I felt, rather than saw, the release of his burden.
When I had been brought down to the sewers the first time, I had had the sensation of length. Long walks, long corridors. But I realized that either we had taken a different route or my sense of time had been altered. It only took fifteen minutes for us to find the ladder leading up to the surface. What a ladder—leaning, with missing rungs, cobwebbed, eaten away by moisture until it was as jagged and red as the teeth of a shark. I swallowed.
"Can you believe we fixed this?" Dad asked as he donned padded gloves. I could see the carefully stitched areas in the fabric where extra fingers had been removed.
"Fixed?" I asked. "This was worse once?"
"Absolutely. We found it on the ground. You can still see the outline. See?"
With that, he shone the light down on the sidewalk. He wasn't lying. A rust-red silhouette in the shape of a ladder had been stained into the cement.
"Are you sure this is going to be okay?" I asked.
He gave it a firm shake. It didn't quiver much, but a few particles of rust plinked onto our shoulders.
"Yes. We can't leave obvious signs that we've been here, you know." He extended his arm. "I'll carry you."
"I can climb fine," I snapped.
"I know you can," he said. "But I don't have an extra pair of gloves, and I don't want you to cut yourself."
I don't know what came over me. I realized that when the burden had left Dad, a kind of weight had left me, too.
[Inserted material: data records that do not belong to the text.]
//! Editor plugins composed from small capabilities.
//!
//! A plugin implements only the traits it needs: [`EventAware`] to listen on
//! the bus, [`Activatable`] to be switched on and off, [`UiHosting`] to show
//! a panel.

use std::cell::{Cell, RefCell};
use std::rc::Rc;

use shared::RoadId;

use crate::events::{self, render_channels, EventBus};

pub trait Activatable {
    fn activate(&self);
    fn deactivate(&self);
    fn is_active(&self) -> bool;
}

pub trait EventAware {
    /// Subscribe to the channels this plugin cares about.
    fn attach(&self, bus: &EventBus);
}

pub trait UiHosting {
    fn panel_title(&self) -> &str;
    /// Panel contents, one line per row
    fn panel_lines(&self) -> Vec<String>;
}

// ============================================================================
// RenderRecorder
// ============================================================================

/// One rendering invocation: channel name and entity id.
#[derive(Debug, Clone, PartialEq, Eq)]
pub struct RenderCall {
    pub channel: String,
    pub entity_id: String,
}

/// Stand-in for the scene layer: records every `Invoke*` event while active.
#[derive(Debug, Default, Clone)]
pub struct RenderRecorder {
    active: Rc<Cell<bool>>,
    calls: Rc<RefCell<Vec<RenderCall>>>,
}

impl RenderRecorder {
    pub fn new() -> Self {
        let recorder = Self::default();
        recorder.activate();
        recorder
    }

    pub fn calls(&self) -> Vec<RenderCall> {
        self.calls.borrow().clone()
    }

    /// Calls on one channel, in order
    pub fn calls_on(&self, channel: &str) -> Vec<String> {
        self.calls
            .borrow()
            .iter()
            .filter(|c| c.channel == channel)
            .map(|c| c.entity_id.clone())
            .collect()
    }

    pub fn clear(&self) {
        self.calls.borrow_mut().clear();
    }
}

impl Activatable for RenderRecorder {
    fn activate(&self) {
        self.active.set(true);
    }

    fn deactivate(&self) {
        self.active.set(false);
    }

    fn is_active(&self) -> bool {
        self.active.get()
    }
}

impl EventAware for RenderRecorder {
    fn attach(&self, bus: &EventBus) {
        for channel in render_channels() {
            let active = self.active.clone();
            let calls = self.calls.clone();
            let name = channel.clone();
            bus.on_event::<String>(&channel, move |env| {
                if !active.get() {
                    return;
                }
                calls.borrow_mut().push(RenderCall {
                    channel: name.clone(),
                    entity_id: env.payload.clone().unwrap_or_default(),
                });
            });
        }
    }
}

// ============================================================================
// ValidityPanel
// ============================================================================

#[derive(Debug, Clone, Copy, PartialEq, Eq)]
pub enum WarningKind {
    /// The edit broke a road that was fine before
    OnlyPostInvalid,
    /// The road was already broken and still is
    PreAndPostInvalid,
}

#[derive(Debug, Clone, PartialEq, Eq)]
pub struct ValidityWarning {
    pub road_id: RoadId,
    pub kind: WarningKind,
}

/// Collects road validity warnings for display.
#[derive(Debug, Default, Clone)]
pub struct ValidityPanel {
    warnings: Rc<RefCell<Vec<ValidityWarning>>>,
}

impl ValidityPanel {
    pub fn new() -> Self {
        Self::default()
    }

    pub fn warnings(&self) -> Vec<ValidityWarning> {
        self.warnings.borrow().clone()
    }

    pub fn count(&self, kind: WarningKind) -> usize {
        self.warnings.borrow().iter().filter(|w| w.kind == kind).count()
    }

    pub fn clear(&self) {
        self.warnings.borrow_mut().clear();
    }
}

impl EventAware for ValidityPanel {
    fn attach(&self, bus: &EventBus) {
        for (channel, kind) in [
            (events::ROAD_LANE_ONLY_POST_INVALID, WarningKind::OnlyPostInvalid),
            (events::ROAD_LANE_PRE_AND_POST_INVALID, WarningKind::PreAndPostInvalid),
        ] {
            let warnings = self.warnings.clone();
            bus.on_event::<RoadId>(channel, move |env| {
                if let Some(road_id) = env.payload.clone() {
                    warnings.borrow_mut().push(ValidityWarning { road_id, kind });
                }
            });
        }
    }
}

impl UiHosting for ValidityPanel {
    fn panel_title(&self) -> &str {
        "Road validity"
    }

    fn panel_lines(&self) -> Vec<String> {
        self.warnings
            .borrow()
            .iter()
            .map(|w| match w.kind {
                WarningKind::OnlyPostInvalid => format!("{}: broken by last edit", w.road_id),
                WarningKind::PreAndPostInvalid => format!("{}: still broken", w.road_id),
            })
            .collect()
    }
}

#[cfg(test)]
mod tests {
    use super::*;
    use crate::events::register_core_channels;

    #[test]
    fn test_recorder_respects_activation() {
        let bus = EventBus::new();
        register_core_channels(&bus);
        let recorder = RenderRecorder::new();
        recorder.attach(&bus);

        bus.emit_event("InvokeCreateSplineRoadEvent", Some("R1".to_string()));
        recorder.deactivate();
        bus.emit_event("InvokeRemoveSplineRoadEvent", Some("R1".to_string()));
        recorder.activate();
        bus.emit_event("InvokeCreateSignalEvent", Some("S1".to_string()));

        assert_eq!(
            recorder.calls(),
            vec![
                RenderCall {
                    channel: "InvokeCreateSplineRoadEvent".to_string(),
                    entity_id: "R1".to_string()
                },
                RenderCall {
                    channel: "InvokeCreateSignalEvent".to_string(),
                    entity_id: "S1".to_string()
                },
            ]
        );
        assert_eq!(recorder.calls_on("InvokeCreateSignalEvent"), vec!["S1".to_string()]);
    }

    #[test]
    fn test_validity_panel_lines() {
        let bus = EventBus::new();
        register_core_channels(&bus);
        let panel = ValidityPanel::new();
        panel.attach(&bus);
        bus.emit_event(events::ROAD_LANE_ONLY_POST_INVALID, Some("R1".to_string()));
        bus.emit_event(events::ROAD_LANE_PRE_AND_POST_INVALID, Some("R2".to_string()));
        assert_eq!(panel.count(WarningKind::OnlyPostInvalid), 1);
        assert_eq!(panel.panel_title(), "Road validity");
        assert_eq!(
            panel.panel_lines(),
            vec!["R1: broken by last edit", "R2: still broken"]
        );
    }
}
I don't know what it was. I think that if I had still borne it, I would have argued with him and taken off up the ladder by myself. Instead, I jumped up into the crook of his arm and relaxed into his side. He lifted me like I was weightless. I don't think I'd ever appreciated how strong he was before. Like I told you, I was nearly as tall as he was and very heavy, and he never struggled with my weight.
We emerged into the warehouse, and soon crept out onto the street, unlocking and locking padlocks as we passed. The morning clouds were scraps of blue paper against a lavender backdrop, and far away, we heard the baleful rumble of traffic. The white car waited for us in an overgrown alley, motor purring. We slid into the back seat together.
"Sorry for the wait, Don," Dad said. "We had some important things to talk about on the way up."
"Yeah, I'm just burning gasoline," Don said. "And you know how we are just flush with cash."
Only then did I realize how tightly Don's shoulders had tensed up, and when he turned to look at us, his eyes were narrowed. I felt terribly uneasy. All of his anger and tension, especially that directed at Dad, had terrible new meaning. My guts clenched up. It wasn't irrational to think that Don had the walkway bugged, right? If Don loved Splinter, and if there were any question in his mind that Dad had killed Splinter on purpose, and if that murder had been admitted out loud…
"Are you okay, Uncle Don?" I asked, leaning over the dashboard.
Don grunted and put the car in gear. "As soon as we get this over with," he said, "I'll feel better."
Dad set his hand on my shoulder.
"Put your seatbelt on, Saya," he said.